Drinking Deeply

Wednesday, November 09, 2005 at 6:39 PM

Logic and Christianity

Just a quick note.

Logic is necessary to Christianity. The instant we tolerate an inconsistency in the Christian worldview (I am not saying our worldview, because we will always be inconsistent because we are sinners), that is the instant Christianity falls apart and is no longer Christianity.

This is why the Westminster Confession of Faith states: (emphasis added)

VI. The whole counsel of God concerning all things necessary for His own glory, man's salvation, faith and life, is either expressly set down in Scripture, or by good and necessary consequence may be deduced from Scripture: unto which nothing at any time is to be added, whether by new revelations of the Spirit, or traditions of men.

As we learn more about Christianity, we will continually run up against perceived inconsistencies. These are always failures in us, and never in the Bible.

The issue of course is: Well, what if we come up against two things that seem contradictory?

Well, that means that at least one of our interpretations of the things is wrong (or maybe our logic is wrong). Thus, if we truly see something as contradictory we cannot affirm both sides properly because we are misinterpreting at least one.
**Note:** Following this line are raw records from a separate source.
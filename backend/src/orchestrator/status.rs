//! Status rows and sinks
//!
//! The engine emits one [`StatusRow`] per logging interval. The header is
//! written once before the first row. Sinks are injected, so the same run
//! can print to a CSV file, a terminal, or an in-memory buffer for tests.

use crate::core::time::ElapsedTime;
use crate::models::state::SimulationState;
use std::io::{self, Write};
use std::sync::Arc;

/// Fixed time columns preceding any extra columns
pub const TIME_COLUMNS: [&str; 7] = ["Tick", "Second", "Min", "Hour", "Day", "Month", "Year"];

/// Extra column value read from the state when a row is emitted
pub type ColumnFn = Arc<dyn Fn(&SimulationState) -> f64 + Send + Sync>;

/// Named extra column
#[derive(Clone)]
pub struct StatusColumn {
    pub name: String,
    pub value: ColumnFn,
}

impl StatusColumn {
    pub fn new<F>(name: impl Into<String>, value: F) -> Self
    where
        F: Fn(&SimulationState) -> f64 + Send + Sync + 'static,
    {
        Self {
            name: name.into(),
            value: Arc::new(value),
        }
    }
}

impl std::fmt::Debug for StatusColumn {
    fn fmt(&self, f: &mut std::fmt::Formatter<'_>) -> std::fmt::Result {
        f.debug_struct("StatusColumn").field("name", &self.name).finish()
    }
}

/// One column per recorded KPI, showing its latest sample (0 before the first)
pub fn kpi_columns(metrics: &[&str]) -> Vec<StatusColumn> {
    metrics
        .iter()
        .map(|metric| {
            let metric = metric.to_string();
            StatusColumn::new(metric.clone(), move |state: &SimulationState| {
                state
                    .kpis()
                    .latest(&metric)
                    .ok()
                    .flatten()
                    .unwrap_or(0.0)
            })
        })
        .collect()
}

/// A single emitted status row
#[derive(Debug, Clone, PartialEq)]
pub struct StatusRow {
    pub tick: usize,
    pub elapsed: ElapsedTime,
    pub extras: Vec<(String, f64)>,
}

impl StatusRow {
    pub fn capture(state: &SimulationState, columns: &[StatusColumn]) -> Self {
        Self {
            tick: state.tick(),
            elapsed: state.time().elapsed(),
            extras: columns
                .iter()
                .map(|c| (c.name.clone(), (c.value)(state)))
                .collect(),
        }
    }

    pub fn header(&self) -> Vec<String> {
        TIME_COLUMNS
            .iter()
            .map(|c| c.to_string())
            .chain(self.extras.iter().map(|(name, _)| name.clone()))
            .collect()
    }

    pub fn values(&self) -> Vec<f64> {
        let e = &self.elapsed;
        let mut values = vec![
            self.tick as f64,
            e.seconds,
            e.minutes,
            e.hours,
            e.days,
            e.months,
            e.years,
        ];
        values.extend(self.extras.iter().map(|(_, v)| *v));
        values
    }

    /// Short human-readable line for log output
    pub fn console_line(&self) -> String {
        let mut line = format!(
            "Tick={} ({} d, {} mo, {} y)",
            self.tick,
            format_g(self.elapsed.days),
            format_g(self.elapsed.months),
            format_g(self.elapsed.years)
        );
        for (name, value) in &self.extras {
            line.push_str(&format!(", {}={}", name, format_g(*value)));
        }
        line
    }
}

/// Destination for status output
pub trait StatusSink {
    fn write_header(&mut self, columns: &[String]) -> io::Result<()>;
    fn write_row(&mut self, row: &StatusRow) -> io::Result<()>;
}

impl<S: StatusSink + ?Sized> StatusSink for Box<S> {
    fn write_header(&mut self, columns: &[String]) -> io::Result<()> {
        (**self).write_header(columns)
    }

    fn write_row(&mut self, row: &StatusRow) -> io::Result<()> {
        (**self).write_row(row)
    }
}

/// Keeps every header and row in memory
#[derive(Debug, Default)]
pub struct MemorySink {
    pub headers: Vec<Vec<String>>,
    pub rows: Vec<StatusRow>,
}

impl MemorySink {
    pub fn new() -> Self {
        Self::default()
    }
}

impl StatusSink for MemorySink {
    fn write_header(&mut self, columns: &[String]) -> io::Result<()> {
        self.headers.push(columns.to_vec());
        Ok(())
    }

    fn write_row(&mut self, row: &StatusRow) -> io::Result<()> {
        self.rows.push(row.clone());
        Ok(())
    }
}

/// Writes comma-separated rows to any writer
pub struct CsvSink<W: Write> {
    writer: W,
}

impl<W: Write> CsvSink<W> {
    pub fn new(writer: W) -> Self {
        Self { writer }
    }

    pub fn into_inner(self) -> W {
        self.writer
    }
}

impl<W: Write> StatusSink for CsvSink<W> {
    fn write_header(&mut self, columns: &[String]) -> io::Result<()> {
        writeln!(self.writer, "{}", columns.join(", "))
    }

    fn write_row(&mut self, row: &StatusRow) -> io::Result<()> {
        let cells: Vec<String> = row.values().into_iter().map(format_g).collect();
        writeln!(self.writer, "{}", cells.join(", "))?;
        self.writer.flush()
    }
}

/// Format like C's `%g`: six significant digits, trailing zeros trimmed,
/// exponent notation outside [1e-4, 1e6)
pub fn format_g(value: f64) -> String {
    if value == 0.0 {
        return "0".to_string();
    }
    if !value.is_finite() {
        return value.to_string();
    }

    let exponent = value.abs().log10().floor() as i32;
    if (-4..6).contains(&exponent) {
        let decimals = (5 - exponent).max(0) as usize;
        trim_zeros(format!("{:.*}", decimals, value))
    } else {
        let formatted = format!("{:.5e}", value);
        let (mantissa, exp) = formatted.split_once('e').unwrap_or((&formatted, "0"));
        let exp: i32 = exp.parse().unwrap_or(0);
        let sign = if exp < 0 { '-' } else { '+' };
        format!("{}e{}{:02}", trim_zeros(mantissa.to_string()), sign, exp.abs())
    }
}

fn trim_zeros(s: String) -> String {
    if s.contains('.') {
        s.trim_end_matches('0').trim_end_matches('.').to_string()
    } else {
        s
    }
}

#[cfg(test)]
mod tests {
    use super::*;

    #[test]
    fn test_format_g() {
        assert_eq!(format_g(0.0), "0");
        assert_eq!(format_g(24.0), "24");
        assert_eq!(format_g(86400.0), "86400");
        assert_eq!(format_g(0.5), "0.5");
        assert_eq!(format_g(1.0 / 3.0), "0.333333");
        assert_eq!(format_g(1_000_000.0), "1e+06");
        assert_eq!(format_g(150e6), "1.5e+08");
        assert_eq!(format_g(-2.5), "-2.5");
        assert_eq!(format_g(0.00001), "1e-05");
    }

    #[test]
    fn test_csv_sink_output() {
        let mut sink = CsvSink::new(Vec::new());
        let row = StatusRow {
            tick: 24,
            elapsed: ElapsedTime::from_seconds(86400),
            extras: vec![("researchers".to_string(), 2.0)],
        };
        sink.write_header(&row.header()).unwrap();
        sink.write_row(&row).unwrap();

        let text = String::from_utf8(sink.into_inner()).unwrap();
        let lines: Vec<&str> = text.lines().collect();
        assert_eq!(
            lines[0],
            "Tick, Second, Min, Hour, Day, Month, Year, researchers"
        );
        assert!(lines[1].starts_with("24, 86400, 1440, 24, 1, "));
        assert!(lines[1].ends_with(", 2"));
    }
}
If free will (in my mind) contradicts divine sovereignty, then I cannot possibly say that both are true. At least, they cannot be true the way I understand them. Either one of them is true and one of them is false, or/and I am misunderstanding one (or both). But if the Bible teaches clearly that they are compatible, then at least one of my perceptions of it must be wrong.

This is why we must strive to eliminate inconsistencies in our worldview in seeking to take every thought captive. As long as something is inconsistent, then we know something is wrong. If everything is consistent, at least there isn't a 100% chance of something being wrong (though there certainly isn't a guarantee that it's right if it's consistent).

2 Cor. 10)4For the weapons of our warfare are not of the flesh but have divine power to destroy strongholds. 5We destroy arguments and every lofty opinion raised against the knowledge of God, and take every thought captive to obey Christ,

For a similar topic (one that agree with as well!) check out this link It seems like we're arguing opposite sides, but what is the difference? (one that allows me to say "amen!" to his post as well)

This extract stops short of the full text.